Certamente il Parlamento, nella sua autonomia, può  esprimere un giudizio bipartisan ,che potrebbe indurre il governatore a rassegnare le dimissioni, ma se  consideriamo il fatto  che l’attuale Governatore  ricopre il posto da oltre 12 anni nonostante abbia  goduto di una liquidazione di 1,7 milioni di euro (3,3 Miliardi delle  vecchie lire) e percepisca una pensione di 12.500 euro al mese(24,2 Milioni delle vecchie lire)più uno stipendio che non è reso pubblico ma che da fonti giornalistiche dovrebbe aggirarsi su 800.000 euro all’anno  pari a (1,55 miliardi delle vecchie lire )è facilmente comprensibile che il Governatore  visto che la sua carica  nonostante la riforma ,è ancora rimasta una carica a vita,per spirito di servizio certamente non si dimetterà.
Pertanto allorquando passerà a miglior vita,[mi auguro il più tardi possibile ] gli sia concesso, attraverso una raccolta di firme popolari, di tumularlo all’interno della Banca, affinché per tutti noi e  soprattutto per i baby pensionati, sia fonte di ispirazione e sia  considerato un fulgido  esempio di  grande coerenza ed attaccamento  al posto di lavoro.

Elia Sciacca

Comprendiamo l'ìronia e per molte ragioni possiamo condividerla. Le responsabilità di Fazio sono grandi. Ma, senza assolverlo, non ha Lei il sospetto che, come rivela una nostra inchiesta, si voglia fare di Fazio anche un capro espiatorio per non sollevare il coperchio del ribollente e inquietante pentolone di Bankitalia, rivelando un minestrone che non ha soltanto il riso e fagioli di questo governatore, erede più o meno degno di una conduzione che l'Italia ha pagato, soltanto nel 1992, con ben 14 mila miliardi di vecchie lire, come denunciava Bettino Craxi?


Perchè la Posta consegna i pacchi al Boschetto, costringendo di fatto gli utenti ad usare l'automobile?
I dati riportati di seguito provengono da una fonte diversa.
//! Configuration resolution with layered merge
//!
//! Layers, later ones overriding earlier ones field by field:
//! 1. Global defaults (`<config_dir>/blockfmt/config.toml`)
//! 2. Project config (`.blockfmt.toml` in the nearest ancestor of the
//!    document that has one), or an explicitly given file instead
//! 3. Overrides supplied by the caller (command-line flags)

use std::fs;
use std::path::{Path, PathBuf};

use super::settings::{Settings, SettingsLayer};
use crate::{Error, Result};

/// Directory name under the platform config dir.
const APP_DIR: &str = "blockfmt";
/// Global config file name.
const GLOBAL_CONFIG_FILE: &str = "config.toml";
/// Per-project config file name.
pub const PROJECT_CONFIG_FILE: &str = ".blockfmt.toml";

/// Resolves [`Settings`] for a document by merging configuration layers.
#[derive(Debug, Clone)]
pub struct ConfigResolver {
    /// Where the search for a project config starts
    start: PathBuf,

    /// Explicit config file replacing project discovery
    config_file: Option<PathBuf>,

    /// Override for the global config directory (used for testing).
    /// When `None`, `dirs::config_dir()` is used.
    global_config_dir_override: Option<PathBuf>,
}

impl ConfigResolver {
    /// Create a resolver for a document (or directory) at `start`.
    pub fn new(start: impl Into<PathBuf>) -> Self {
        Self {
            start: start.into(),
            config_file: None,
            global_config_dir_override: None,
        }
    }

    /// Use a custom global config directory.
    ///
    /// Tests use this so the real user config is never read.
    pub fn with_global_config_dir(mut self, dir: impl Into<PathBuf>) -> Self {
        self.global_config_dir_override = Some(dir.into());
        self
    }

    /// Read project settings from `path` instead of searching for
    /// `.blockfmt.toml`. The file must exist.
    pub fn with_config_file(mut self, path: impl Into<PathBuf>) -> Self {
        self.config_file = Some(path.into());
        self
    }

    fn global_config_dir(&self) -> Option<PathBuf> {
        if let Some(ref override_dir) = self.global_config_dir_override {
            return Some(override_dir.clone());
        }
        dirs::config_dir().map(|d| d.join(APP_DIR))
    }

    /// Nearest `.blockfmt.toml` at or above the start path.
    pub fn find_project_config(&self) -> Option<PathBuf> {
        let start = if self.start.is_dir() {
            self.start.as_path()
        } else {
            self.start.parent()?
        };
        start
            .ancestors()
            .map(|dir| dir.join(PROJECT_CONFIG_FILE))
            .find(|candidate| candidate.is_file())
    }

    /// Merge defaults, global config, project config and `overrides`.
    ///
    /// Missing global or project files are skipped. Invalid TOML in any
    /// file is an error, as is a missing explicit config file.
    pub fn resolve(&self, overrides: &SettingsLayer) -> Result<Settings> {
        let mut settings = Settings::default();

        // Layer 1 - Global defaults
        if let Some(global_dir) = self.global_config_dir() {
            let global_config_path = global_dir.join(GLOBAL_CONFIG_FILE);
            if global_config_path.is_file() {
                tracing::debug!(?global_config_path, "Loading global config (layer 1)");
                settings.merge(&load_layer(&global_config_path)?);
            } else {
                tracing::debug!(?global_config_path, "No global config found (layer 1), skipping");
            }
        }

        // Layer 2 - Project config
        let project_config_path = match &self.config_file {
            Some(path) if path.is_file() => Some(path.clone()),
            Some(path) => return Err(Error::ConfigNotFound { path: path.clone() }),
            None => self.find_project_config(),
        };
        if let Some(path) = project_config_path {
            tracing::debug!(?path, "Loading project config (layer 2)");
            settings.merge(&load_layer(&path)?);
        }

        // Layer 3 - Caller overrides
        settings.merge(overrides);

        tracing::debug!(?settings, "Resolved settings");
        Ok(settings)
    }
}

fn load_layer(path: &Path) -> Result<SettingsLayer> {
    let content = fs::read_to_string(path)?;
    SettingsLayer::parse(&content).map_err(|source| Error::ConfigParse {
        path: path.to_path_buf(),
        source,
    })
}

#[cfg(test)]
mod tests {
    use super::*;
    use blockfmt_formatter::FormatterChoice;
    use pretty_assertions::assert_eq;
    use tempfile::TempDir;

    fn resolver(project: &TempDir, global: &TempDir) -> ConfigResolver {
        ConfigResolver::new(project.path().join("src/Main.purs"))
            .with_global_config_dir(global.path())
    }

    fn setup() -> (TempDir, TempDir) {
        let project = TempDir::new().unwrap();
        std::fs::create_dir_all(project.path().join("src")).unwrap();
        (project, TempDir::new().unwrap())
    }

    #[test]
    fn test_no_config_gives_defaults() {
        let (project, global) = setup();
        let settings = resolver(&project, &global)
            .resolve(&SettingsLayer::default())
            .unwrap();
        assert_eq!(settings, Settings::default());
    }

    #[test]
    fn test_project_config_found_in_ancestor() {
        let (project, global) = setup();
        std::fs::write(project.path().join(PROJECT_CONFIG_FILE), "formatter = \"purty\"").unwrap();

        let resolver = resolver(&project, &global);
        assert_eq!(
            resolver.find_project_config(),
            Some(project.path().join(PROJECT_CONFIG_FILE))
        );
        let settings = resolver.resolve(&SettingsLayer::default()).unwrap();
        assert_eq!(settings.formatter, FormatterChoice::Purty);
    }

    #[test]
    fn test_layers_override_in_order() {
        let (project, global) = setup();
        std::fs::write(
            global.path().join(GLOBAL_CONFIG_FILE),
            "formatter = \"pose\"\nonly_selection = true\n",
        )
        .unwrap();
        std::fs::write(project.path().join(PROJECT_CONFIG_FILE), "formatter = \"purty\"").unwrap();

        let overrides = SettingsLayer {
            formatter: Some(FormatterChoice::None),
            ..Default::default()
        };
        let settings = resolver(&project, &global).resolve(&overrides).unwrap();

        assert_eq!(settings.formatter, FormatterChoice::None);
        // only set globally, survives the later layers
        assert!(settings.only_selection);
    }

    #[test]
    fn test_invalid_toml_is_an_error() {
        let (project, global) = setup();
        std::fs::write(project.path().join(PROJECT_CONFIG_FILE), "formatter = ").unwrap();

        let err = resolver(&project, &global)
            .resolve(&SettingsLayer::default())
            .unwrap_err();
        assert!(matches!(err, Error::ConfigParse { .. }));
        assert!(err.to_string().contains(PROJECT_CONFIG_FILE));
    }

    #[test]
    fn test_explicit_config_file_replaces_discovery() {
        let (project, global) = setup();
        std::fs::write(project.path().join(PROJECT_CONFIG_FILE), "formatter = \"purty\"").unwrap();
        let explicit = project.path().join("ci.toml");
        std::fs::write(&explicit, "[normalize]\nenabled = false\n").unwrap();

        let settings = resolver(&project, &global)
            .with_config_file(&explicit)
            .resolve(&SettingsLayer::default())
            .unwrap();
        assert_eq!(settings.formatter, FormatterChoice::Tidy);
        assert!(!settings.normalize.enabled);
    }

    #[test]
    fn test_missing_explicit_config_file() {
        let (project, global) = setup();
        let err = resolver(&project, &global)
            .with_config_file(project.path().join("missing.toml"))
            .resolve(&SettingsLayer::default())
            .unwrap_err();
        assert!(matches!(err, Error::ConfigNotFound { .. }));
    }
}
Per i propri comodi? I più disagiati sono gli anziani senza mezzi personali, ovvero proprio le categorie più deboli e da tutelare

Caro direttore,

sono un pensionato e per molte ragioni da parecchio tempo non mi capita di dover ritirare un pacco alla Posta. Sono anziano e sono sempre in casa, per questa ragione, i rari pacchi che mi vengono spediti, li ricevo direttamente. Ma stavolta è andata diversamente. Ero a casa di mia nipote e quindi non ho potuto ricevere un omaggio per un abbonamento. Mi è stata lasciata lacartolina che mi avverte della mancata consegna e mi avvisa che il pacco è ritirabile alla agenzia postalòe di via Boschetto, di fianco all'Ispettorato della Motoraizzazione. Io non possiedo ela macchina, non ho trovato chi mi sostituisse, in definitiva ho dovuto prendere un taxe per ritirare il pacco. Mi chiedo: ma la Posta quando prende decisioni come questa, pensa agli utenti più disagiati o alle sue comodità ed esclusive convenienze? L'ho fatto presente, mi è stato risposto che qui c'è il parcheggio per le auto agevole. Io dico che per gli anziani disagiati c'è il bus che porta in centro. Un sito così decentrato mi pare quasi un affronto al cittadino che in ogni caso è costretto a prendere l'automobile per recuperare il dovuto. E' giusto così?